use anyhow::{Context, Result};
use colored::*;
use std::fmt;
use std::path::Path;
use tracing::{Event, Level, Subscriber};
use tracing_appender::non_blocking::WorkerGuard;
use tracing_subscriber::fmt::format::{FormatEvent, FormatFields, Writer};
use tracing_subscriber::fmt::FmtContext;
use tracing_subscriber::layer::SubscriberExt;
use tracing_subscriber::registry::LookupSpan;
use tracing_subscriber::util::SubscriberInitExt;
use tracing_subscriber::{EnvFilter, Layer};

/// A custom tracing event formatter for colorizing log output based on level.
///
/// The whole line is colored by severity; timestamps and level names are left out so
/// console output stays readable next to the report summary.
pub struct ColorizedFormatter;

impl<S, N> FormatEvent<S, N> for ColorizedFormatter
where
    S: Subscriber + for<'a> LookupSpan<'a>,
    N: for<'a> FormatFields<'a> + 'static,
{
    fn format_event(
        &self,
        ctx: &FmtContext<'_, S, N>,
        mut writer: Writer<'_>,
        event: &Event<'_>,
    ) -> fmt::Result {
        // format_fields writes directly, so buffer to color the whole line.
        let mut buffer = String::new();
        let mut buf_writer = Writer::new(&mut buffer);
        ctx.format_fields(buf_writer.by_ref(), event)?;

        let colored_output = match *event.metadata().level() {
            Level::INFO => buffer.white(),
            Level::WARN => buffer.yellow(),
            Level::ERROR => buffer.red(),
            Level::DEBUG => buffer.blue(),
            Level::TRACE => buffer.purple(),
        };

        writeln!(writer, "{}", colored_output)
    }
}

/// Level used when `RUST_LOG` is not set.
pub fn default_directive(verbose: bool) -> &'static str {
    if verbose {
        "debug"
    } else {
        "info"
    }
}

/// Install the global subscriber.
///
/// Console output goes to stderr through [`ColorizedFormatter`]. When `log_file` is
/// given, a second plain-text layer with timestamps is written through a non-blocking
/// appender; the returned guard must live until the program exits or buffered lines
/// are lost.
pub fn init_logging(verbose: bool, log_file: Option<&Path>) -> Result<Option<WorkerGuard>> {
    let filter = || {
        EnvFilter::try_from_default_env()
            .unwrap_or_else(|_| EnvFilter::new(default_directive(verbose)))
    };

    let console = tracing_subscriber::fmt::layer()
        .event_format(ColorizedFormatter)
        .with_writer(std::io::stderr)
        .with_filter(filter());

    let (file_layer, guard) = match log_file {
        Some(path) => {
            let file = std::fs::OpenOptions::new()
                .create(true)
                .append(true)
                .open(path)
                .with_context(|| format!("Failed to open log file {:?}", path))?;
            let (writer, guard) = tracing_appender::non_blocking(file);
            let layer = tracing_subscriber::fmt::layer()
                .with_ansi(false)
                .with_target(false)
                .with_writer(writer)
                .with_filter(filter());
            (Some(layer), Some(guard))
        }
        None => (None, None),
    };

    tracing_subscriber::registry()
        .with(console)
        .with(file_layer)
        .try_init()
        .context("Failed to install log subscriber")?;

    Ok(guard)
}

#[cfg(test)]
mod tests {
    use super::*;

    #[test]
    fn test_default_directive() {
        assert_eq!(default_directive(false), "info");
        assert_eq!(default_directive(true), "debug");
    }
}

- ASSIGNMENT -
Repeat, character for character, the lines of the material above from the line with "use tracing_subscriber::util::SubscriberInitExt;" through the line with "pub struct ColorizedFormatter;".

- ANSWER TO THE PROBLEM -
use tracing_subscriber::util::SubscriberInitExt;
use tracing_subscriber::{EnvFilter, Layer};

/// A custom tracing event formatter for colorizing log output based on level.
///
/// The whole line is colored by severity; timestamps and level names are left out so
/// console output stays readable next to the report summary.
pub struct ColorizedFormatter;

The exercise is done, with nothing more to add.